[EXERCISE INSTRUCTIONS]
Would you repeat all of the records underneath, exactly as written?

[RECORDS FOR THIS TASK]
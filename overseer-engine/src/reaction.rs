//! The reaction loop: Jacobs watches the cameras.
//!
//! A polling tick checks the trigger policy and, when it fires, drains
//! the global event log, asks the model for a reaction, and commits the
//! surviving pieces (mood, speech, effects, possibly a session end). At
//! most one reaction is in flight at a time; a single-slot token makes a
//! slow model drop ticks instead of stacking calls.

use std::sync::atomic::{AtomicBool, AtomicU64, Ordering};
use std::sync::Arc;

use parking_lot::Mutex;
use tracing::{debug, info, warn};

use overseer_core::config::ReactionConfig;
use overseer_core::events::EventHub;
use overseer_core::ratelimit::{RateLimitConfig, RateLimiter};
use overseer_core::world::WorldStore;
use overseer_llm::types::ReactionContext;
use overseer_llm::Director;

use crate::state::{
    to_snapshot, JobBoard, Ledger, MoodStore, ScoreEntry, ScoreSink, SessionHandle, SpeechBoard,
    Speech,
};
use crate::validate::{fallback_reaction, validate_reaction, PLACEHOLDER_SPEECH};

/// What one tick of the loop did (or why it did nothing).
#[derive(Debug, Clone, Copy, PartialEq, Eq)]
pub enum ReactionTick {
    /// Session is over; the loop should stop.
    SessionOver,
    /// A phase review holds the gate; skipped.
    ReviewInProgress,
    /// A major speech is on screen; skipped.
    MajorSpeechActive,
    /// Trigger policy not met; skipped.
    NotReady,
    /// Over the reaction budget; events left in the log.
    RateLimited,
    /// A previous reaction is still in flight; skipped.
    InFlight,
    /// A reaction was produced and committed.
    Fired,
}

/// The periodic reaction driver. One instance per session.
pub struct ReactionLoop {
    config: ReactionConfig,
    limit: RateLimitConfig,
    limiter: Mutex<RateLimiter>,
    director: Arc<dyn Director>,
    hub: Arc<EventHub>,
    world: Arc<WorldStore>,
    mood: Arc<MoodStore>,
    session: Arc<SessionHandle>,
    speech: Arc<SpeechBoard>,
    job: Arc<JobBoard>,
    ledger: Arc<Ledger>,
    sink: Arc<dyn ScoreSink>,
    review_gate: Arc<AtomicBool>,
    processing: AtomicBool,
    last_fire_ms: AtomicU64,
}

/// Constructor dependencies, grouped to keep the signature readable.
pub struct ReactionDeps {
    /// Trigger policy.
    pub config: ReactionConfig,
    /// Reaction budget.
    pub limit: RateLimitConfig,
    /// The model seam.
    pub director: Arc<dyn Director>,
    /// Event source.
    pub hub: Arc<EventHub>,
    /// World objects, for state descriptions and effect targets.
    pub world: Arc<WorldStore>,
    /// Mood handle.
    pub mood: Arc<MoodStore>,
    /// Session handle.
    pub session: Arc<SessionHandle>,
    /// Speech display.
    pub speech: Arc<SpeechBoard>,
    /// Current job, embedded in prompts.
    pub job: Arc<JobBoard>,
    /// Stats source.
    pub ledger: Arc<Ledger>,
    /// Leaderboard port, called on a model-declared session end.
    pub sink: Arc<dyn ScoreSink>,
    /// Set by the phase lifecycle while a review is running.
    pub review_gate: Arc<AtomicBool>,
}

impl ReactionLoop {
    /// Build the loop. The elapsed-time trigger measures from the first
    /// tick, so a quiet session gets its first reaction once
    /// `max_interval_ms` has passed and never sooner.
    #[must_use]
    pub fn new(deps: ReactionDeps) -> Self {
        Self {
            config: deps.config,
            limit: deps.limit,
            limiter: Mutex::new(RateLimiter::new()),
            director: deps.director,
            hub: deps.hub,
            world: deps.world,
            mood: deps.mood,
            session: deps.session,
            speech: deps.speech,
            job: deps.job,
            ledger: deps.ledger,
            sink: deps.sink,
            review_gate: deps.review_gate,
            processing: AtomicBool::new(false),
            last_fire_ms: AtomicU64::new(0),
        }
    }

    /// Run one tick of the trigger policy at `now_ms`.
    pub async fn tick(&self, now_ms: u64) -> ReactionTick {
        if !self.session.is_playing() {
            return ReactionTick::SessionOver;
        }
        if self.review_gate.load(Ordering::Acquire) {
            return ReactionTick::ReviewInProgress;
        }
        if self.speech.major_active(now_ms) {
            return ReactionTick::MajorSpeechActive;
        }

        let pending = self.hub.global_len();
        if pending == 0 {
            return ReactionTick::NotReady;
        }
        // Zero means no tick has run yet; anchor the elapsed-time trigger
        // to this tick rather than the epoch.
        let last_fire = self.last_fire_ms.load(Ordering::Acquire);
        let since_last = if last_fire == 0 {
            self.last_fire_ms.store(now_ms, Ordering::Release);
            0
        } else {
            now_ms.saturating_sub(last_fire)
        };
        if pending < self.config.min_events && since_last < self.config.max_interval_ms {
            return ReactionTick::NotReady;
        }

        // Budget check happens before the drain so denied ticks leave the
        // events in place for a later attempt.
        let decision = self.limiter.lock().check("reaction", &self.limit, now_ms);
        if !decision.allowed {
            debug!(
                retry_after_secs = decision.retry_after_secs(now_ms),
                "Reaction over budget, deferring"
            );
            return ReactionTick::RateLimited;
        }

        if self
            .processing
            .compare_exchange(false, true, Ordering::AcqRel, Ordering::Acquire)
            .is_err()
        {
            return ReactionTick::InFlight;
        }

        self.last_fire_ms.store(now_ms, Ordering::Release);
        self.fire(now_ms).await;
        self.processing.store(false, Ordering::Release);
        ReactionTick::Fired
    }

    async fn fire(&self, now_ms: u64) {
        let events: Vec<String> = self
            .hub
            .drain_global()
            .iter()
            .map(overseer_core::events::GameplayEvent::summary)
            .collect();
        let current_mood = self.mood.get().as_str().to_string();

        let ctx = ReactionContext {
            events,
            current_mood: current_mood.clone(),
            world_state: self
                .world
                .snapshot()
                .iter()
                .map(overseer_core::world::WorldObject::describe)
                .collect(),
            current_job: self.job.get().map(|j| j.summary()),
            stats: to_snapshot(&self.ledger.stats()),
        };

        let reaction = match self.director.react(&ctx).await {
            Ok(raw) => validate_reaction(raw),
            Err(error) => {
                warn!(%error, "Reaction call failed, using fallback");
                fallback_reaction(&current_mood)
            }
        };

        // The session may have ended during the await; stale reactions
        // are discarded whole.
        if !self.session.is_playing() {
            debug!("Session ended mid-reaction, discarding");
            return;
        }

        let mood = self.mood.propose(&reaction.mood);
        if reaction.speech != PLACEHOLDER_SPEECH {
            self.speech
                .publish(reaction.speech.clone(), now_ms, self.config.speech_secs);
        }

        for effect in &reaction.effects {
            match self.world.resolve_name(&effect.target_name) {
                Some(id) => {
                    self.world.set_states(id, vec![effect.new_state]);
                    debug!(
                        target = %effect.target_name,
                        state = effect.new_state.as_str(),
                        "Applied reaction effect"
                    );
                }
                None => {
                    warn!(target = %effect.target_name, "Reaction effect targets unknown object");
                }
            }
        }

        info!(
            mood = mood.as_str(),
            effects = reaction.effects.len(),
            "Reaction committed"
        );

        if let Some(end) = reaction.game_end {
            if self.session.end(end, Some(reaction.speech)) {
                info!(end = end.as_str(), "Session ended by reaction");
                let stats = self.ledger.stats();
                self.sink
                    .submit(ScoreEntry {
                        end_type: end,
                        currency: stats.currency,
                        elapsed_secs: stats.elapsed_secs,
                        phases_completed: stats.phases_completed,
                    })
                    .await;
            }
        }
    }

    /// The speech currently on display, if any.
    #[must_use]
    pub fn current_speech(&self, now_ms: u64) -> Option<Speech> {
        self.speech.current(now_ms)
    }
}

impl std::fmt::Debug for ReactionLoop {
    fn fmt(&self, f: &mut std::fmt::Formatter<'_>) -> std::fmt::Result {
        f.debug_struct("ReactionLoop")
            .field("config", &self.config)
            .finish_non_exhaustive()
    }
}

[EXPECTED OUTPUT]
filename overseer-engine/src/reaction.rs
//! The reaction loop: Jacobs watches the cameras.
//!
//! A polling tick checks the trigger policy and, when it fires, drains
//! the global event log, asks the model for a reaction, and commits the
//! surviving pieces (mood, speech, effects, possibly a session end). At
//! most one reaction is in flight at a time; a single-slot token makes a
//! slow model drop ticks instead of stacking calls.

use std::sync::atomic::{AtomicBool, AtomicU64, Ordering};
use std::sync::Arc;

use parking_lot::Mutex;
use tracing::{debug, info, warn};

use overseer_core::config::ReactionConfig;
use overseer_core::events::EventHub;
use overseer_core::ratelimit::{RateLimitConfig, RateLimiter};
use overseer_core::world::WorldStore;
use overseer_llm::types::ReactionContext;
use overseer_llm::Director;

use crate::state::{
    to_snapshot, JobBoard, Ledger, MoodStore, ScoreEntry, ScoreSink, SessionHandle, SpeechBoard,
    Speech,
};
use crate::validate::{fallback_reaction, validate_reaction, PLACEHOLDER_SPEECH};

/// What one tick of the loop did (or why it did nothing).
#[derive(Debug, Clone, Copy, PartialEq, Eq)]
pub enum ReactionTick {
    /// Session is over; the loop should stop.
    SessionOver,
    /// A phase review holds the gate; skipped.
    ReviewInProgress,
    /// A major speech is on screen; skipped.
    MajorSpeechActive,
    /// Trigger policy not met; skipped.
    NotReady,
    /// Over the reaction budget; events left in the log.
    RateLimited,
    /// A previous reaction is still in flight; skipped.
    InFlight,
    /// A reaction was produced and committed.
    Fired,
}

/// The periodic reaction driver. One instance per session.
pub struct ReactionLoop {
    config: ReactionConfig,
    limit: RateLimitConfig,
    limiter: Mutex<RateLimiter>,
    director: Arc<dyn Director>,
    hub: Arc<EventHub>,
    world: Arc<WorldStore>,
    mood: Arc<MoodStore>,
    session: Arc<SessionHandle>,
    speech: Arc<SpeechBoard>,
    job: Arc<JobBoard>,
    ledger: Arc<Ledger>,
    sink: Arc<dyn ScoreSink>,
    review_gate: Arc<AtomicBool>,
    processing: AtomicBool,
    last_fire_ms: AtomicU64,
}

/// Constructor dependencies, grouped to keep the signature readable.
pub struct ReactionDeps {
    /// Trigger policy.
    pub config: ReactionConfig,
    /// Reaction budget.
    pub limit: RateLimitConfig,
    /// The model seam.
    pub director: Arc<dyn Director>,
    /// Event source.
    pub hub: Arc<EventHub>,
    /// World objects, for state descriptions and effect targets.
    pub world: Arc<WorldStore>,
    /// Mood handle.
    pub mood: Arc<MoodStore>,
    /// Session handle.
    pub session: Arc<SessionHandle>,
    /// Speech display.
    pub speech: Arc<SpeechBoard>,
    /// Current job, embedded in prompts.
    pub job: Arc<JobBoard>,
    /// Stats source.
    pub ledger: Arc<Ledger>,
    /// Leaderboard port, called on a model-declared session end.
    pub sink: Arc<dyn ScoreSink>,
    /// Set by the phase lifecycle while a review is running.
    pub review_gate: Arc<AtomicBool>,
}

impl ReactionLoop {
    /// Build the loop. The elapsed-time trigger measures from the first
    /// tick, so a quiet session gets its first reaction once
    /// `max_interval_ms` has passed and never sooner.
    #[must_use]
    pub fn new(deps: ReactionDeps) -> Self {
        Self {
            config: deps.config,
            limit: deps.limit,
            limiter: Mutex::new(RateLimiter::new()),
            director: deps.director,
            hub: deps.hub,
            world: deps.world,
            mood: deps.mood,
            session: deps.session,
            speech: deps.speech,
            job: deps.job,
            ledger: deps.ledger,
            sink: deps.sink,
            review_gate: deps.review_gate,
            processing: AtomicBool::new(false),
            last_fire_ms: AtomicU64::new(0),
        }
    }

    /// Run one tick of the trigger policy at `now_ms`.
    pub async fn tick(&self, now_ms: u64) -> ReactionTick {
        if !self.session.is_playing() {
            return ReactionTick::SessionOver;
        }
        if self.review_gate.load(Ordering::Acquire) {
            return ReactionTick::ReviewInProgress;
        }
        if self.speech.major_active(now_ms) {
            return ReactionTick::MajorSpeechActive;
        }

        let pending = self.hub.global_len();
        if pending == 0 {
            return ReactionTick::NotReady;
        }
        // Zero means no tick has run yet; anchor the elapsed-time trigger
        // to this tick rather than the epoch.
        let last_fire = self.last_fire_ms.load(Ordering::Acquire);
        let since_last = if last_fire == 0 {
            self.last_fire_ms.store(now_ms, Ordering::Release);
            0
        } else {
            now_ms.saturating_sub(last_fire)
        };
        if pending < self.config.min_events && since_last < self.config.max_interval_ms {
            return ReactionTick::NotReady;
        }

        // Budget check happens before the drain so denied ticks leave the
        // events in place for a later attempt.
        let decision = self.limiter.lock().check("reaction", &self.limit, now_ms);
        if !decision.allowed {
            debug!(
                retry_after_secs = decision.retry_after_secs(now_ms),
                "Reaction over budget, deferring"
            );
            return ReactionTick::RateLimited;
        }

        if self
            .processing
            .compare_exchange(false, true, Ordering::AcqRel, Ordering::Acquire)
            .is_err()
        {
            return ReactionTick::InFlight;
        }

        self.last_fire_ms.store(now_ms, Ordering::Release);
        self.fire(now_ms).await;
        self.processing.store(false, Ordering::Release);
        ReactionTick::Fired
    }

    async fn fire(&self, now_ms: u64) {
        let events: Vec<String> = self
            .hub
            .drain_global()
            .iter()
            .map(overseer_core::events::GameplayEvent::summary)
            .collect();
        let current_mood = self.mood.get().as_str().to_string();

        let ctx = ReactionContext {
            events,
            current_mood: current_mood.clone(),
            world_state: self
                .world
                .snapshot()
                .iter()
                .map(overseer_core::world::WorldObject::describe)
                .collect(),
            current_job: self.job.get().map(|j| j.summary()),
            stats: to_snapshot(&self.ledger.stats()),
        };

        let reaction = match self.director.react(&ctx).await {
            Ok(raw) => validate_reaction(raw),
            Err(error) => {
                warn!(%error, "Reaction call failed, using fallback");
                fallback_reaction(&current_mood)
            }
        };

        // The session may have ended during the await; stale reactions
        // are discarded whole.
        if !self.session.is_playing() {
            debug!("Session ended mid-reaction, discarding");
            return;
        }

        let mood = self.mood.propose(&reaction.mood);
        if reaction.speech != PLACEHOLDER_SPEECH {
            self.speech
                .publish(reaction.speech.clone(), now_ms, self.config.speech_secs);
        }

        for effect in &reaction.effects {
            match self.world.resolve_name(&effect.target_name) {
                Some(id) => {
                    self.world.set_states(id, vec![effect.new_state]);
                    debug!(
                        target = %effect.target_name,
                        state = effect.new_state.as_str(),
                        "Applied reaction effect"
                    );
                }
                None => {
                    warn!(target = %effect.target_name, "Reaction effect targets unknown object");
                }
            }
        }

        info!(
            mood = mood.as_str(),
            effects = reaction.effects.len(),
            "Reaction committed"
        );

        if let Some(end) = reaction.game_end {
            if self.session.end(end, Some(reaction.speech)) {
                info!(end = end.as_str(), "Session ended by reaction");
                let stats = self.ledger.stats();
                self.sink
                    .submit(ScoreEntry {
                        end_type: end,
                        currency: stats.currency,
                        elapsed_secs: stats.elapsed_secs,
                        phases_completed: stats.phases_completed,
                    })
                    .await;
            }
        }
    }

    /// The speech currently on display, if any.
    #[must_use]
    pub fn current_speech(&self, now_ms: u64) -> Option<Speech> {
        self.speech.current(now_ms)
    }
}

impl std::fmt::Debug for ReactionLoop {
    fn fmt(&self, f: &mut std::fmt::Formatter<'_>) -> std::fmt::Result {
        f.debug_struct("ReactionLoop")
            .field("config", &self.config)
            .finish_non_exhaustive()
    }
}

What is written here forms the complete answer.